Under this line are the records; write out word for word the part that begins at the line containing "pub struct FilterChainBuilder" and ends at the line containing "pub const X_FORWARDED_FOR: HeaderName", and no more.

(Beginning of Supplied information)

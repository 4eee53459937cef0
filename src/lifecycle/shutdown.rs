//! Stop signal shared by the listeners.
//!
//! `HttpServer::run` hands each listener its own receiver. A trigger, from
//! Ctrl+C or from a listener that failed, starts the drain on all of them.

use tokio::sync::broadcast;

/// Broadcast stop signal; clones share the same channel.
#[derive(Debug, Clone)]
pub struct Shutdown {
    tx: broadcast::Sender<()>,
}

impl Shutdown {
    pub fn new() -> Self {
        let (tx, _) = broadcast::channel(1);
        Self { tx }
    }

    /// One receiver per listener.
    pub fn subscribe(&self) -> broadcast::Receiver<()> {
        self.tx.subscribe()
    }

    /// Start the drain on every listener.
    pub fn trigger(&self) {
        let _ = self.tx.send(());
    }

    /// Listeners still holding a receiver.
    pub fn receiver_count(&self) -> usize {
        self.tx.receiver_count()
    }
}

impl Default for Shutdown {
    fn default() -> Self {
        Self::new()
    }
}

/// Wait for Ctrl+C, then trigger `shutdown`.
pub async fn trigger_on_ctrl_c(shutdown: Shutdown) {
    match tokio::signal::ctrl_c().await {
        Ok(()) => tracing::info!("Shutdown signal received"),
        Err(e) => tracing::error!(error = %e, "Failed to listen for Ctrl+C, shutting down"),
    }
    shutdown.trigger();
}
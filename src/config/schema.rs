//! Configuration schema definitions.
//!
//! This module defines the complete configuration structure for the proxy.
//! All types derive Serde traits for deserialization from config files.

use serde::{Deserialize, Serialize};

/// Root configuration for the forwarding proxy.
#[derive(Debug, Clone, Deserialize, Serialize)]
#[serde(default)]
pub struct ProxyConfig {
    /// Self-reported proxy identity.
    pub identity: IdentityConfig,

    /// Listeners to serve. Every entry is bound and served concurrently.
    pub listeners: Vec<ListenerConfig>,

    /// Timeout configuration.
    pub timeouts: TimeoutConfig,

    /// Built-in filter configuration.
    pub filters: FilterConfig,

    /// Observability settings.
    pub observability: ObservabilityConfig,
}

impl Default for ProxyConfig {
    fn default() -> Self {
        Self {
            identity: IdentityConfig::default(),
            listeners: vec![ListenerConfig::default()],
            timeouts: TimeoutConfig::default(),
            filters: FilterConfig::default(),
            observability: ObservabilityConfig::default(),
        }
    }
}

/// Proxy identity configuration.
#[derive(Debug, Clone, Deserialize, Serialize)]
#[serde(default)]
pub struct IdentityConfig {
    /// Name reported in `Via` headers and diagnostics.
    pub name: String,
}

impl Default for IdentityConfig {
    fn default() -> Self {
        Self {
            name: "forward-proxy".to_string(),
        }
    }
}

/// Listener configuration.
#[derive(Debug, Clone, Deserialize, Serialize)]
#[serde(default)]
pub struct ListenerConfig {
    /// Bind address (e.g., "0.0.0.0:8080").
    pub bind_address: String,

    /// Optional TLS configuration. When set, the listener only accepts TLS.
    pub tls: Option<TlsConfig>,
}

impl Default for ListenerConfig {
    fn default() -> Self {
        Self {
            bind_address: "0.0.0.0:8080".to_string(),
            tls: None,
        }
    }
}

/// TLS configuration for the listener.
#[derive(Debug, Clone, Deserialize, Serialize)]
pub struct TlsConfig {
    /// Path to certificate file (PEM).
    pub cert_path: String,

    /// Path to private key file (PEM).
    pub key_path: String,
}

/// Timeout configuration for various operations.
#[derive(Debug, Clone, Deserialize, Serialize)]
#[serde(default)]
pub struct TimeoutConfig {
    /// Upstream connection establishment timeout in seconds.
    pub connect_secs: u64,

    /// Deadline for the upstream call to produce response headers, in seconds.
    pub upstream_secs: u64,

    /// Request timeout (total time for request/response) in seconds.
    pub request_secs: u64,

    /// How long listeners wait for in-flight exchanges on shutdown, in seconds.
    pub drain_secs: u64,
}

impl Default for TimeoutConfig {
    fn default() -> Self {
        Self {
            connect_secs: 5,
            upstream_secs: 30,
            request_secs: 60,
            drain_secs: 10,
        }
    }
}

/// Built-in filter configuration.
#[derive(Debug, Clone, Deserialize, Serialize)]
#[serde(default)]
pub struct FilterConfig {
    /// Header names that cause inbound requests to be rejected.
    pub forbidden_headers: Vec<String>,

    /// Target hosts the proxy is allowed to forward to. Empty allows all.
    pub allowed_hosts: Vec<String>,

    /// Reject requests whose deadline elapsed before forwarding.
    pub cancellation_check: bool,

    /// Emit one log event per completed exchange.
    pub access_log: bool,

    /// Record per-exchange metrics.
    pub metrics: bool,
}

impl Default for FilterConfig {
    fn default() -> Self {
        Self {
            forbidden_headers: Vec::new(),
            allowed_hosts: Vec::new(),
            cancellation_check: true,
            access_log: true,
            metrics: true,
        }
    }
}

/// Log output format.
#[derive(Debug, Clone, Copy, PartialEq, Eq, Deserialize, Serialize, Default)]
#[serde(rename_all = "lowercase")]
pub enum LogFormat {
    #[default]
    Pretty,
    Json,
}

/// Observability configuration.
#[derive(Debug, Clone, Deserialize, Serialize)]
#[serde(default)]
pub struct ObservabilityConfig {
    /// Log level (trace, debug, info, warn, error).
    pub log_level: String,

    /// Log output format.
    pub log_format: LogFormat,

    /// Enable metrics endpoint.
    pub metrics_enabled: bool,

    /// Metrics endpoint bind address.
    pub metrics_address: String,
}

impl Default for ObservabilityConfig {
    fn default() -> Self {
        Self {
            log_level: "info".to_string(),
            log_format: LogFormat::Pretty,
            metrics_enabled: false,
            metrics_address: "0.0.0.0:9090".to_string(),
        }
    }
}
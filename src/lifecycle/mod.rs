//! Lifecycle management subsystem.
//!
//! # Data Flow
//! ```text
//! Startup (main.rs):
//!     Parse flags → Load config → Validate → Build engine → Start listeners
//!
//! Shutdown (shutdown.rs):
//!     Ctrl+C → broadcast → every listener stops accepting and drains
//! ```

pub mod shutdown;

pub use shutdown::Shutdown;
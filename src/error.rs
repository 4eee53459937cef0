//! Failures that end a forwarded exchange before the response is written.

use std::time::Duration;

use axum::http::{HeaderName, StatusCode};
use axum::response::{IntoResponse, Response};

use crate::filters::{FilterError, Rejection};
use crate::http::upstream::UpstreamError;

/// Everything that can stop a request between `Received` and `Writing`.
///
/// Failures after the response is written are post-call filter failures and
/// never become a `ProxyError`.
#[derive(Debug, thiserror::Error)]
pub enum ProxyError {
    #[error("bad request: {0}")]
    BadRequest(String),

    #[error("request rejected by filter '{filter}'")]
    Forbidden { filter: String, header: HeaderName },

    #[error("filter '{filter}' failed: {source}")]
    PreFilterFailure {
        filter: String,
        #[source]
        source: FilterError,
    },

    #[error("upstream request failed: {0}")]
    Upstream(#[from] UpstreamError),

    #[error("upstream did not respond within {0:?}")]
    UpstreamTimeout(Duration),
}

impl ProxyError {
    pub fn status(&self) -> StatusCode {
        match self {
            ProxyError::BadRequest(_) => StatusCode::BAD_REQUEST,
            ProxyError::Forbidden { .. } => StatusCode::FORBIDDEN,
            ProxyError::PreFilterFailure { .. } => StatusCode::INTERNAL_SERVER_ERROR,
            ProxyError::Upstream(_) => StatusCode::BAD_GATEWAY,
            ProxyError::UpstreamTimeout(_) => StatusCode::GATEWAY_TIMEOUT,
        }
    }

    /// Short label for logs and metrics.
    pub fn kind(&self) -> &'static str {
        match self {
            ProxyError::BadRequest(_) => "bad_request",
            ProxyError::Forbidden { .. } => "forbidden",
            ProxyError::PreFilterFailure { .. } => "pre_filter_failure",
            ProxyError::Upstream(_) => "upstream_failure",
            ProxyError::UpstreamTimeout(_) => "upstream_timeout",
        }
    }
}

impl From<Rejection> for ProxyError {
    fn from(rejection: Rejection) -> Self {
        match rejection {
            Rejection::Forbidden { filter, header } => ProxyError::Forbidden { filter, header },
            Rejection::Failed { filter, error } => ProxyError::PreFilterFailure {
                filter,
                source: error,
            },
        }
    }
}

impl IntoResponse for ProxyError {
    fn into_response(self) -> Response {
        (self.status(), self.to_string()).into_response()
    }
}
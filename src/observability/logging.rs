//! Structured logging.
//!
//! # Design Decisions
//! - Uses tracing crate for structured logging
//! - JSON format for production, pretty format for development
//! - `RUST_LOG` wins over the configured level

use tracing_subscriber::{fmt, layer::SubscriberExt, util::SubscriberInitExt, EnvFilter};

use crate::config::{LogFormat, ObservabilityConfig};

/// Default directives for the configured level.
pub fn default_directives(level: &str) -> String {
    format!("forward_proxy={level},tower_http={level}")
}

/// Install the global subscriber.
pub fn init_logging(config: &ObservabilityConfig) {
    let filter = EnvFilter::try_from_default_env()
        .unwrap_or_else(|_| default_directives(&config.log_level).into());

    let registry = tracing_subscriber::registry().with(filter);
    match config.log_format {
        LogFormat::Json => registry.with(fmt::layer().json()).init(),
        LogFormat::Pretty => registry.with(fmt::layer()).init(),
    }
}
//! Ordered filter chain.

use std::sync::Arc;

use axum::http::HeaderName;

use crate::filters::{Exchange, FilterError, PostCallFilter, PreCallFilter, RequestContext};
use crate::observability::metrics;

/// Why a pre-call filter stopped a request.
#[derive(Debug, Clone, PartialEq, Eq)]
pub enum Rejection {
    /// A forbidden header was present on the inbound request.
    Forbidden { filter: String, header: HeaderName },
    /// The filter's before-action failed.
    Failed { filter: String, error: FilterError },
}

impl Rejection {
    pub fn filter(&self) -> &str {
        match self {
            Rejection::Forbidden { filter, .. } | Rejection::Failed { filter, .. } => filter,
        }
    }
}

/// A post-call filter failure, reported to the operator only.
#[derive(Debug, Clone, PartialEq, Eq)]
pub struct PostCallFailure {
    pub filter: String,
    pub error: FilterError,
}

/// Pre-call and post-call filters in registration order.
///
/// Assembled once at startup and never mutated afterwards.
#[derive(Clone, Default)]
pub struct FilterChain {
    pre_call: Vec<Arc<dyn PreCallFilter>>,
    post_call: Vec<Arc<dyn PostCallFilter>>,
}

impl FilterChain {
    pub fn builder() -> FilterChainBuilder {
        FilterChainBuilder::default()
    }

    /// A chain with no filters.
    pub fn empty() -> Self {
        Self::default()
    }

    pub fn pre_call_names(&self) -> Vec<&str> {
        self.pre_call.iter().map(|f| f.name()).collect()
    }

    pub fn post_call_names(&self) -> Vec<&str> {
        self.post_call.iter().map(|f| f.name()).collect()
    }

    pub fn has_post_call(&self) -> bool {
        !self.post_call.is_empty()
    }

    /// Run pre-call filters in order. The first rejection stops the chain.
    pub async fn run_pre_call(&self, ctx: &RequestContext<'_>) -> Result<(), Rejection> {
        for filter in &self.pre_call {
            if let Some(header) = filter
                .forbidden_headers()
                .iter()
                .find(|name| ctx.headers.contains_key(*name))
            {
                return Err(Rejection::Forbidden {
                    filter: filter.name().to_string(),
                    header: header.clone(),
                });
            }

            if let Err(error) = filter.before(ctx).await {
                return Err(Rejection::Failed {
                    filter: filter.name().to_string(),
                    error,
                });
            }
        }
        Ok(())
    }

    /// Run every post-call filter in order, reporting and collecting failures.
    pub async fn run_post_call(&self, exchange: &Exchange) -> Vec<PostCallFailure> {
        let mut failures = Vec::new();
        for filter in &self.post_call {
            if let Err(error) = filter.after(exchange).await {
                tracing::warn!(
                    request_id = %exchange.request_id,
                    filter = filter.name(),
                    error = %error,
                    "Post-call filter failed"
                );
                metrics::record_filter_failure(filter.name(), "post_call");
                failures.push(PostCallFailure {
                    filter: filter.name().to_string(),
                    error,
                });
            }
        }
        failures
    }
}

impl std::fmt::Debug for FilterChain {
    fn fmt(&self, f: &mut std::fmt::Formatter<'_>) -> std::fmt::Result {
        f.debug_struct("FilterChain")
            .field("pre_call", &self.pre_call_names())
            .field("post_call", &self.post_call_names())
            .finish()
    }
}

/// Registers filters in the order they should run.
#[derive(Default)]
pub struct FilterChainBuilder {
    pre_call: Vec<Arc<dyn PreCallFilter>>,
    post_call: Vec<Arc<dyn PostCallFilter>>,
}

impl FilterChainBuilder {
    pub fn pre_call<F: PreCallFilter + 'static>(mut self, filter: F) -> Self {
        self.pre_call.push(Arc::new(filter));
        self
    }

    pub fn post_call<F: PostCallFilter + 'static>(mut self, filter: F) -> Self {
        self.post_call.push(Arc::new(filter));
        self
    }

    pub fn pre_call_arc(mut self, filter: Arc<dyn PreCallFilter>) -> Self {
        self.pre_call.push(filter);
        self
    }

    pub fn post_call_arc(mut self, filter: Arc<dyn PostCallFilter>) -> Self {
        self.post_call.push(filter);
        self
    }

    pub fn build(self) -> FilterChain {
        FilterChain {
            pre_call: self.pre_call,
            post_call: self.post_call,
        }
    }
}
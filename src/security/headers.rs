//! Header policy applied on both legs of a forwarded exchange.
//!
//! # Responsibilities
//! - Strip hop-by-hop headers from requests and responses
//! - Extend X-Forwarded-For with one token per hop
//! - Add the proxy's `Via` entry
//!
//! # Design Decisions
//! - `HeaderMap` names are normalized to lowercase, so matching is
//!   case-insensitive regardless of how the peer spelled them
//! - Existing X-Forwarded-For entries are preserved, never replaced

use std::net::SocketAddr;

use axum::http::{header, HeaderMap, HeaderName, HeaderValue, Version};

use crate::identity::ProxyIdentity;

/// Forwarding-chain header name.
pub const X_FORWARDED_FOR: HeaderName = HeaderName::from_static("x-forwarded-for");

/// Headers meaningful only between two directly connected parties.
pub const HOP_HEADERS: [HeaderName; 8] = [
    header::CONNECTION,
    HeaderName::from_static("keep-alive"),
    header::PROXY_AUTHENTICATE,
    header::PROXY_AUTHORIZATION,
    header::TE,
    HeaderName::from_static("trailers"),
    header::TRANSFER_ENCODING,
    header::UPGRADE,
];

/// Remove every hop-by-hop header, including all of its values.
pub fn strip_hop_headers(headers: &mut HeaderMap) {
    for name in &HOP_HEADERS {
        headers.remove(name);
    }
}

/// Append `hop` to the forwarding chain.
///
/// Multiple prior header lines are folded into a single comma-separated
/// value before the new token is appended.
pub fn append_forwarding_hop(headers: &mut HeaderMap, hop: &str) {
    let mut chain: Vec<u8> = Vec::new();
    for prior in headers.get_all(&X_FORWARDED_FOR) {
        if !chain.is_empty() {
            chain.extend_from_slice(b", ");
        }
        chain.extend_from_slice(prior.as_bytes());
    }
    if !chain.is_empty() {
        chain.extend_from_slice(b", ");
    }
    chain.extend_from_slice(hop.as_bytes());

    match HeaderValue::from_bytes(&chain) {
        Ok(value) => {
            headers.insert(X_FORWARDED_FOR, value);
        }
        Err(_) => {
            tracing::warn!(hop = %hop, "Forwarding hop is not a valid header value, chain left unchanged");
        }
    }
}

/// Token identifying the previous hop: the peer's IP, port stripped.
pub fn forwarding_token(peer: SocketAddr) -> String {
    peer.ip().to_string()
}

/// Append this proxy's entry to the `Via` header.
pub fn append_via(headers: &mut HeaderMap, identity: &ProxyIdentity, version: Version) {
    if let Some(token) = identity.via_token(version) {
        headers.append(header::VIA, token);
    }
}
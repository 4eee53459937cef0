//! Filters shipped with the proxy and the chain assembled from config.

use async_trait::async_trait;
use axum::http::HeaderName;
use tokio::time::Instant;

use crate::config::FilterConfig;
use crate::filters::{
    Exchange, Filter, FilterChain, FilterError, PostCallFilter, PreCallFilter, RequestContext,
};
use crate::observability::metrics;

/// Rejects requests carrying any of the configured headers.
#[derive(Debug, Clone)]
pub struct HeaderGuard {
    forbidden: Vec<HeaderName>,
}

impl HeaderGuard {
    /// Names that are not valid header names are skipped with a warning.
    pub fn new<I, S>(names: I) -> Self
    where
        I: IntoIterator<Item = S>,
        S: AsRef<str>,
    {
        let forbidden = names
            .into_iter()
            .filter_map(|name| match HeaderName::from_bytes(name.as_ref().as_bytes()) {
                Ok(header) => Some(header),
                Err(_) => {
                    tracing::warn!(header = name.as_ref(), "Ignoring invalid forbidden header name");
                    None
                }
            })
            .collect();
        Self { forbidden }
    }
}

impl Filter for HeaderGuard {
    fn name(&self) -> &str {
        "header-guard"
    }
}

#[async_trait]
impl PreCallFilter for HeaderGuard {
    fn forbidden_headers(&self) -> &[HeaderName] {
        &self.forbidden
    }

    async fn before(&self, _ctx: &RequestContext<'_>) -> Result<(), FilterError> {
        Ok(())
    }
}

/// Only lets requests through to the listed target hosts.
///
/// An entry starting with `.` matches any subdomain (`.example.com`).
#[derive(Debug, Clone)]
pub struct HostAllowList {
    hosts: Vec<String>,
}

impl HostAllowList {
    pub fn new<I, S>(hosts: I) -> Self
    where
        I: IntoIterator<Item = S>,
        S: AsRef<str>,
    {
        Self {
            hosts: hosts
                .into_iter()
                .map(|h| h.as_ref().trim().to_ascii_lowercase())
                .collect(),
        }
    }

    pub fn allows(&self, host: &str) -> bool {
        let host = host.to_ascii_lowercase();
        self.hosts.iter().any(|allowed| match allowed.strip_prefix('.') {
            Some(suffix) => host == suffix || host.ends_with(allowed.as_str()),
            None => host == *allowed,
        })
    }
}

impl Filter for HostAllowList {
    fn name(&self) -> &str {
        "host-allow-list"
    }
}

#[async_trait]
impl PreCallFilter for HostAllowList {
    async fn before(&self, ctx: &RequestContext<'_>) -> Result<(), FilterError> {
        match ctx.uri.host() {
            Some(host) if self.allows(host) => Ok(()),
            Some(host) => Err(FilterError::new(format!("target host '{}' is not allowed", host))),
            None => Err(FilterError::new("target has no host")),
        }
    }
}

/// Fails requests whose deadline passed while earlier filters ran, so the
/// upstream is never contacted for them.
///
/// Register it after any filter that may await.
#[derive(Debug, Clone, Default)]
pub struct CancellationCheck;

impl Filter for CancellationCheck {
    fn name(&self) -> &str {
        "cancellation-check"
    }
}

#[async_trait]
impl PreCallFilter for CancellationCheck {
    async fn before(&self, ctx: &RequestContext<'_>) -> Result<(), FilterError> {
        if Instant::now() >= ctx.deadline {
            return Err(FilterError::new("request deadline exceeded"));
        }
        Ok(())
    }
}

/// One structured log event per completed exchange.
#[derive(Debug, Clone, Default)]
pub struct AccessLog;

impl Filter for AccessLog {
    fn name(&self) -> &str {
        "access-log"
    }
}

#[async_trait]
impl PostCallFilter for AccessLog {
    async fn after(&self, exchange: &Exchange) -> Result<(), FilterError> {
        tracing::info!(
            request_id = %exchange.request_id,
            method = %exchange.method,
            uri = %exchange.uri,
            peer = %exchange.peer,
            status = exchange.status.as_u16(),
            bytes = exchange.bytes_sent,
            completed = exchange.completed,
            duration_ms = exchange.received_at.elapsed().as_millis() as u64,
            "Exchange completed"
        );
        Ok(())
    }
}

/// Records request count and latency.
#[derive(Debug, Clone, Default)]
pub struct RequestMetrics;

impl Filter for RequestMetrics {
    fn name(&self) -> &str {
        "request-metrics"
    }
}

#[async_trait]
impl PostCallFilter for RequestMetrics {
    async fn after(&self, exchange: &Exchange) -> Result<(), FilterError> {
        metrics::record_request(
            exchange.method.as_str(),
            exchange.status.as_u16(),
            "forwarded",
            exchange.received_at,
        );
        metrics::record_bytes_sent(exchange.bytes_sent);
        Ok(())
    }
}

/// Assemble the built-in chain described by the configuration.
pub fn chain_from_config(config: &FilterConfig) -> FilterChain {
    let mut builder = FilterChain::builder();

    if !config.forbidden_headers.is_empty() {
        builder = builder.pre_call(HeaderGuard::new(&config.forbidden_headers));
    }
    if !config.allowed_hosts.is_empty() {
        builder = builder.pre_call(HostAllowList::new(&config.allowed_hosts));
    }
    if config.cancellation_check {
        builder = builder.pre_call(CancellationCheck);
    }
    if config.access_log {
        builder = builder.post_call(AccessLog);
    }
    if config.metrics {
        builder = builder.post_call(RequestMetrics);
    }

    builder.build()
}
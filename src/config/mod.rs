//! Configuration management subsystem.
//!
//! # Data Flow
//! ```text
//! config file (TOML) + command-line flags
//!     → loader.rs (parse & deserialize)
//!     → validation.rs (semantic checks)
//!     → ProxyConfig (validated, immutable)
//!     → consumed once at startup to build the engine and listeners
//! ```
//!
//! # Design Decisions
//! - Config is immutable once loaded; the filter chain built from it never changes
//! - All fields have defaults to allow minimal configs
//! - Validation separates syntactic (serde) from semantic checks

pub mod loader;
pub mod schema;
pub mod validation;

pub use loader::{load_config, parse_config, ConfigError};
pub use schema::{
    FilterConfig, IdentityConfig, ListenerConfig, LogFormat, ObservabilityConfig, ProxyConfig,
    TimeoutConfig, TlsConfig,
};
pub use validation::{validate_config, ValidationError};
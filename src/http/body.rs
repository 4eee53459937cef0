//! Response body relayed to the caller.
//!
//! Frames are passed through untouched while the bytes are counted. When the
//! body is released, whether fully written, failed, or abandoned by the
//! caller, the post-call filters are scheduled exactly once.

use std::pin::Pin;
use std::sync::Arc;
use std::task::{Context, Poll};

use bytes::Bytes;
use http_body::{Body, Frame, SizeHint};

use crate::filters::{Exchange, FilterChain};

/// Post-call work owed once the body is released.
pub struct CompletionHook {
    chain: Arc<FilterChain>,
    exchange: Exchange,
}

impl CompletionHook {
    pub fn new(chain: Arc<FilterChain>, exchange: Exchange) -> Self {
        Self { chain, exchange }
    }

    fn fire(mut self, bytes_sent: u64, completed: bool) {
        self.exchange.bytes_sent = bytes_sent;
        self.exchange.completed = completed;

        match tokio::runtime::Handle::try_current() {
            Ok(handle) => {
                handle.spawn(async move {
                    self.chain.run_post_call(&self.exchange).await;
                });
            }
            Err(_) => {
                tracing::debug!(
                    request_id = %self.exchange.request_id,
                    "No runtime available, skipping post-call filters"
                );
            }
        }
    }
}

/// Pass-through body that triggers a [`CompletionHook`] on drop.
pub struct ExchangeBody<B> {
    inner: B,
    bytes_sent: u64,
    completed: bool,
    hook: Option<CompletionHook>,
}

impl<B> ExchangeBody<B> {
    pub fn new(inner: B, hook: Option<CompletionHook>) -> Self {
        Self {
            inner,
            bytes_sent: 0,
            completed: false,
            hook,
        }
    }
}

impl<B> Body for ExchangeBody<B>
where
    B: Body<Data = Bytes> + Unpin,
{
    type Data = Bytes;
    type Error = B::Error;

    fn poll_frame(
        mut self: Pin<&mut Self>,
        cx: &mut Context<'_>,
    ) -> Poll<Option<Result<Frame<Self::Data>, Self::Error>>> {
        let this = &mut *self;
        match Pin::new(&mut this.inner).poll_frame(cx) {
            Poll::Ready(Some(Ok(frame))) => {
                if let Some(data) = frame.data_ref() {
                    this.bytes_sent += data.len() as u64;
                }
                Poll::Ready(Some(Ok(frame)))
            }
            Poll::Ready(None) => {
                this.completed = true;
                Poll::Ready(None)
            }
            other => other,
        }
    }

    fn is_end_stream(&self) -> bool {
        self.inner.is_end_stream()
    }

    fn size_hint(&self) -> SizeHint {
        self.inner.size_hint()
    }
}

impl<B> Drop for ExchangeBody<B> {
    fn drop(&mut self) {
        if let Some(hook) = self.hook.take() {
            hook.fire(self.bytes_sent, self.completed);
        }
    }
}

(End of Supplied information)

#### [Final answer]
pub struct FilterChainBuilder {
    pre_call: Vec<Arc<dyn PreCallFilter>>,
    post_call: Vec<Arc<dyn PostCallFilter>>,
}

impl FilterChainBuilder {
    pub fn pre_call<F: PreCallFilter + 'static>(mut self, filter: F) -> Self {
        self.pre_call.push(Arc::new(filter));
        self
    }

    pub fn post_call<F: PostCallFilter + 'static>(mut self, filter: F) -> Self {
        self.post_call.push(Arc::new(filter));
        self
    }

    pub fn pre_call_arc(mut self, filter: Arc<dyn PreCallFilter>) -> Self {
        self.pre_call.push(filter);
        self
    }

    pub fn post_call_arc(mut self, filter: Arc<dyn PostCallFilter>) -> Self {
        self.post_call.push(filter);
        self
    }

    pub fn build(self) -> FilterChain {
        FilterChain {
            pre_call: self.pre_call,
            post_call: self.post_call,
        }
    }
}
filename src/security/headers.rs
//! Header policy applied on both legs of a forwarded exchange.
//!
//! # Responsibilities
//! - Strip hop-by-hop headers from requests and responses
//! - Extend X-Forwarded-For with one token per hop
//! - Add the proxy's `Via` entry
//!
//! # Design Decisions
//! - `HeaderMap` names are normalized to lowercase, so matching is
//!   case-insensitive regardless of how the peer spelled them
//! - Existing X-Forwarded-For entries are preserved, never replaced

use std::net::SocketAddr;

use axum::http::{header, HeaderMap, HeaderName, HeaderValue, Version};

use crate::identity::ProxyIdentity;

/// Forwarding-chain header name.
pub const X_FORWARDED_FOR: HeaderName = HeaderName::from_static("x-forwarded-for");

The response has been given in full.